A propos de cette durée de 36
mois adoptée par le CNT, M. Kouyaté, Dr Faya et Dr Kaba, sans oublier Bah Oury,
pensent qu’il n’y a pas le feu au lac. L’essentiel étant pour ces personnalités
que la transition se déroule sans anicroche, en privilégiant le bien commun.
Une lecture que ne partage pas l’aile dure des forces vives, y compris le FNDC,
qui accuse le CNRD de gestion unilatérale de la transition. Ce groupe voudrait
un cadre de dialogue inclusif, où ses voix seront prises en compte. Mais pour
leurs détracteurs, ces gens ne seraient que des esprits chagrins, nostalgiques
de la transition de 2010, où l’orgie financière était la règle.
On se souvient de ce fameux
gouvernement de large ouverture, dont la primature avait échu à Jean-Marie
Doré. Avec une forte présence de syndicalistes et des cadres issus de la
société civile. Qui ont laissé un énorme trou dans nos finances de près de 10
mille milliards soit près de 100 millions d’euros.
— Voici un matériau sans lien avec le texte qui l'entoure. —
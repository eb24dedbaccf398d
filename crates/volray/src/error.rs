//! Error type for the viewer API.

use thiserror::Error;
use volray_core::{FormatError, VolrayError};
use volray_render::{RenderError, ScreenshotError};

/// Errors surfaced by [`Viewer`](crate::Viewer) and the headless helpers.
#[derive(Error, Debug)]
pub enum ViewerError {
    /// The volume file could not be parsed.
    #[error(transparent)]
    Format(#[from] FormatError),

    /// A GPU resource could not be created or used.
    #[error(transparent)]
    Render(RenderError),

    /// Invalid configuration or mode name.
    #[error(transparent)]
    Core(VolrayError),

    /// Writing or reading back a frame failed.
    #[error(transparent)]
    Screenshot(#[from] ScreenshotError),
}

// File errors stay format errors whichever layer reports them.
impl From<RenderError> for ViewerError {
    fn from(error: RenderError) -> Self {
        match error {
            RenderError::Format(e) => ViewerError::Format(e),
            other => ViewerError::Render(other),
        }
    }
}

impl From<VolrayError> for ViewerError {
    fn from(error: VolrayError) -> Self {
        match error {
            VolrayError::Format(e) => ViewerError::Format(e),
            other => ViewerError::Core(other),
        }
    }
}

/// A specialized Result type for the viewer API.
pub type Result<T> = std::result::Result<T, ViewerError>;
//! Virtual trackball turning pointer drags into rotations.

use glam::{Quat, Vec2, Vec3};

/// Converts a pixel position to view coordinates in `[-1, 1]²`, y up.
#[must_use]
pub fn pixel_to_view(x: f32, y: f32, width: f32, height: f32) -> Vec2 {
    if width <= 0.0 || height <= 0.0 {
        return Vec2::ZERO;
    }
    Vec2::new(2.0 * x / width - 1.0, 1.0 - 2.0 * y / height)
}

/// Lifts a view-space point onto the unit sphere, or onto its silhouette
/// when it lies outside.
fn project_to_sphere(p: Vec2) -> Vec3 {
    let point = p.extend(0.0);
    let z_squared = 1.0 - point.length_squared();
    if z_squared > 0.0 {
        Vec3::new(point.x, point.y, z_squared.sqrt())
    } else {
        point.normalize_or_zero()
    }
}

/// Sphere trackball accumulating a rotation while the pointer is held.
#[derive(Debug, Clone, Copy, PartialEq)]
pub struct TrackBall {
    rotation: Quat,
    last_position: Vec2,
    pressed: bool,
}

impl Default for TrackBall {
    fn default() -> Self {
        Self {
            rotation: Quat::IDENTITY,
            last_position: Vec2::ZERO,
            pressed: false,
        }
    }
}

impl TrackBall {
    #[must_use]
    pub fn new() -> Self {
        Self::default()
    }

    /// Accumulated rotation.
    #[must_use]
    pub fn rotation(&self) -> Quat {
        self.rotation
    }

    pub fn set_rotation(&mut self, rotation: Quat) {
        self.rotation = rotation.normalize();
    }

    #[must_use]
    pub fn is_pressed(&self) -> bool {
        self.pressed
    }

    /// Starts a drag at `position` (view coordinates).
    pub fn push(&mut self, position: Vec2, _transformation: Quat) {
        self.last_position = position;
        self.pressed = true;
    }

    /// Continues a drag. The rotation axis is expressed in the frame given
    /// by `transformation`. Ignored while not pressed.
    pub fn move_to(&mut self, position: Vec2, transformation: Quat) {
        if !self.pressed {
            return;
        }

        let from = project_to_sphere(self.last_position);
        let to = project_to_sphere(position);
        let axis = from.cross(to);
        let sin_angle = axis.length().min(1.0);
        if sin_angle > f32::EPSILON {
            let axis = (transformation * axis).normalize();
            let delta = Quat::from_axis_angle(axis, sin_angle.asin());
            self.rotation = (delta * self.rotation).normalize();
        }
        self.last_position = position;
    }

    /// Ends a drag after applying the final movement.
    pub fn release(&mut self, position: Vec2, transformation: Quat) {
        self.move_to(position, transformation);
        self.pressed = false;
    }
}

#[cfg(test)]
mod tests {
    use super::*;

    #[test]
    fn test_pixel_to_view() {
        assert_eq!(pixel_to_view(0.0, 0.0, 200.0, 100.0), Vec2::new(-1.0, 1.0));
        assert_eq!(pixel_to_view(100.0, 50.0, 200.0, 100.0), Vec2::ZERO);
        assert_eq!(pixel_to_view(200.0, 100.0, 200.0, 100.0), Vec2::new(1.0, -1.0));
        assert_eq!(pixel_to_view(5.0, 5.0, 0.0, 100.0), Vec2::ZERO);
    }

    #[test]
    fn test_move_without_press_is_ignored() {
        let mut ball = TrackBall::new();
        ball.move_to(Vec2::new(0.5, 0.0), Quat::IDENTITY);
        assert_eq!(ball.rotation(), Quat::IDENTITY);
    }

    #[test]
    fn test_horizontal_drag_rotates_about_y() {
        let mut ball = TrackBall::new();
        ball.push(Vec2::ZERO, Quat::IDENTITY);
        ball.release(Vec2::new(0.5, 0.0), Quat::IDENTITY);
        assert!(!ball.is_pressed());

        let (axis, angle) = ball.rotation().to_axis_angle();
        assert!(axis.abs_diff_eq(Vec3::Y, 1e-5));
        assert!((angle - 0.5f32.asin()).abs() < 1e-5);
    }

    #[test]
    fn test_transformation_rotates_axis() {
        let mut ball = TrackBall::new();
        let quarter_turn = Quat::from_rotation_z(std::f32::consts::FRAC_PI_2);
        ball.push(Vec2::ZERO, quarter_turn);
        ball.move_to(Vec2::new(0.5, 0.0), quarter_turn);

        let (axis, _) = ball.rotation().to_axis_angle();
        assert!(axis.abs_diff_eq(Vec3::NEG_X, 1e-5));
    }

    #[test]
    fn test_drags_accumulate() {
        let mut ball = TrackBall::new();
        ball.push(Vec2::ZERO, Quat::IDENTITY);
        ball.move_to(Vec2::new(0.3, 0.0), Quat::IDENTITY);
        let first = ball.rotation();
        ball.move_to(Vec2::new(0.6, 0.0), Quat::IDENTITY);
        assert_ne!(ball.rotation(), first);
        assert!(ball.rotation().is_normalized());
    }
}
//! Rendering backend for volray.
//!
//! This crate provides the wgpu side of the volume raycaster:
//! - [`GpuVolumeResource`] owning the volume and jitter textures
//! - [`RaycastRenderer`] with one pipeline per [`RenderMode`](volray_core::RenderMode)
//! - [`FrameTransforms`] and [`RaycastUniforms`] assembling per-frame shader inputs
//! - [`RenderEngine`] for headless rendering and frame capture

// Documentation lints - internal functions don't need exhaustive panic/error docs
#![allow(clippy::missing_panics_doc)]
#![allow(clippy::missing_errors_doc)]
#![allow(clippy::must_use_candidate)]
// Pixel and voxel counts are converted between integer and float types throughout
#![allow(clippy::cast_precision_loss)]
#![allow(clippy::cast_possible_truncation)]
#![allow(clippy::module_name_repetitions)]

pub mod cube;
pub mod engine;
pub mod error;
pub mod frame;
pub mod renderer;
pub mod screenshot;
pub mod shader;
pub mod uniforms;
pub mod volume_resource;

pub use cube::{CubeMesh, CUBE_INDICES, CUBE_VERTICES};
pub use engine::{RenderEngine, TARGET_FORMAT};
pub use error::{RenderError, RenderResult};
pub use frame::FrameTransforms;
pub use renderer::{RaycastRenderer, RendererState};
pub use screenshot::{save_image, save_to_buffer, ScreenshotError};
pub use shader::{fragment_source, ShaderBuilder, RAYCAST_COMMON};
pub use uniforms::RaycastUniforms;
pub use volume_resource::{create_bind_group_layout, noise_bytes, GpuVolumeResource};
//! Core types for volray.
//!
//! This crate holds everything that does not need a GPU:
//! - [`read_volume`] parses structured-points volume files into a [`RawVolume`]
//! - [`normalize`] rescales any scalar type to one byte per voxel
//! - [`VolumeGeometry`] derives the bounding box the ray caster marches through
//! - [`RenderState`], [`RenderMode`] and [`TrackBall`] hold the interactive parameters
//! - [`Options`] for configuration

// Documentation lints - internal functions don't need exhaustive panic/error docs
#![allow(clippy::missing_panics_doc)]
#![allow(clippy::missing_errors_doc)]
#![allow(clippy::must_use_candidate)]
// Voxel counts and intensities are converted between integer and float types throughout
#![allow(clippy::cast_precision_loss)]
#![allow(clippy::cast_possible_truncation)]
#![allow(clippy::cast_sign_loss)]
#![allow(clippy::module_name_repetitions)]

pub mod error;
pub mod geometry;
pub mod header;
pub mod options;
pub mod reader;
pub mod render_state;
pub mod scalar;
pub mod trackball;
pub mod volume;

pub use error::{FormatError, FormatResult, Result, VolrayError};
pub use geometry::VolumeGeometry;
pub use header::{Encoding, VolumeHeader};
pub use options::Options;
pub use reader::{read_volume, read_volume_from};
pub use render_state::{
    normalize_threshold, percent_from_threshold, threshold_from_percent, RenderMode, RenderState,
};
pub use scalar::{Sample, ScalarType};
pub use trackball::{pixel_to_view, TrackBall};
pub use volume::{normalize, NormalizedVolume, RawVolume};

// Re-export glam types for convenience
pub use glam::{Mat3, Mat4, Quat, UVec3, Vec2, Vec3};
#![allow(
    clippy::cast_possible_truncation,
    clippy::cast_sign_loss,
    clippy::cast_precision_loss
)]
//! Render a volume in every mode without opening a window.
//!
//! Run with: cargo run --example render_volume [volume.vtk] [options.json]
//!
//! Without a volume argument a synthetic sphere is written to a temporary
//! file first. Outputs PNG files to out/.

use std::path::{Path, PathBuf};

use volray::*;

const WIDTH: u32 = 800;
const HEIGHT: u32 = 600;
const OUT_DIR: &str = "out";
const SIZE: u32 = 64;

/// Writes a big-endian `unsigned_short` volume holding a smooth sphere with
/// a denser shell.
fn write_sphere(path: &Path) -> std::io::Result<()> {
    let mut file = format!(
        "# vtk DataFile Version 3.0\n\
         synthetic sphere\n\
         BINARY\n\
         DATASET STRUCTURED_POINTS\n\
         DIMENSIONS {SIZE} {SIZE} {}\n\
         ORIGIN 0 0 0\n\
         SPACING 1 1 1.5\n\
         POINT_DATA {}\n\
         SCALARS density unsigned_short\n\
         LOOKUP_TABLE default\n",
        SIZE / 2,
        SIZE * SIZE * SIZE / 2,
    )
    .into_bytes();

    // Physical centre; z slices are 1.5 units apart.
    let centre = Vec3::new(SIZE as f32 / 2.0, SIZE as f32 / 2.0, SIZE as f32 * 0.375);
    for z in 0..SIZE / 2 {
        for y in 0..SIZE {
            for x in 0..SIZE {
                let p = Vec3::new(x as f32, y as f32, z as f32 * 1.5) - centre;
                let r = p.length() / (SIZE as f32 / 2.0);
                let core = (1.0 - r).max(0.0);
                let shell = (-((r - 0.7) * 12.0).powi(2)).exp();
                let value = (core * 20_000.0 + shell * 40_000.0).min(65_535.0) as u16;
                file.extend_from_slice(&value.to_be_bytes());
            }
        }
    }
    std::fs::write(path, file)
}

fn main() -> Result<()> {
    init_logging();

    let mut args = std::env::args().skip(1);
    let volume = match args.next() {
        Some(path) => PathBuf::from(path),
        None => {
            let path = std::env::temp_dir().join("volray-sphere.vtk");
            write_sphere(&path).map_err(|e| ViewerError::Format(FormatError::Io(e)))?;
            path
        }
    };
    let options = match args.next() {
        Some(path) => Options::load(path)?,
        None => Options::default(),
    };

    std::fs::create_dir_all(OUT_DIR).map_err(|e| ViewerError::Screenshot(e.into()))?;

    let mut viewer = Viewer::with_options(WIDTH, HEIGHT, &options)?;
    viewer.set_volume(&volume)?;
    let raw = read_volume(&volume)?;
    println!("{}", raw.summary());

    viewer.set_threshold_percent(40.0);
    viewer.set_background(Vec3::new(0.1, 0.1, 0.15));

    // Tilt the volume with a short drag.
    viewer.pointer_press(WIDTH as f32 / 2.0, HEIGHT as f32 / 2.0);
    viewer.pointer_move(WIDTH as f32 * 0.6, HEIGHT as f32 * 0.4, true);
    viewer.pointer_release(WIDTH as f32 * 0.6, HEIGHT as f32 * 0.4);

    for mode in RenderMode::ALL {
        viewer.set_mode(mode.name())?;
        let filename = format!(
            "{OUT_DIR}/{}.png",
            mode.name().to_lowercase().replace(' ', "_")
        );
        viewer.render_to_file(&filename)?;
        println!("wrote {filename}");
    }

    Ok(())
}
Si l’on s’en tient donc à cette
hypothèse d’école, ce serait à n’en pas douter, le refus du colonel Mamadi
Doumbouya d’ouvrir les vannes du trésor public, à la merci des appétits
politiques, qui serait en réalité la cause de cette agitation dans les rangs de
ses opposants.
Une guerre d’intérêts pour cette
classe politique, qui considère le pouvoir comme une fin en soi.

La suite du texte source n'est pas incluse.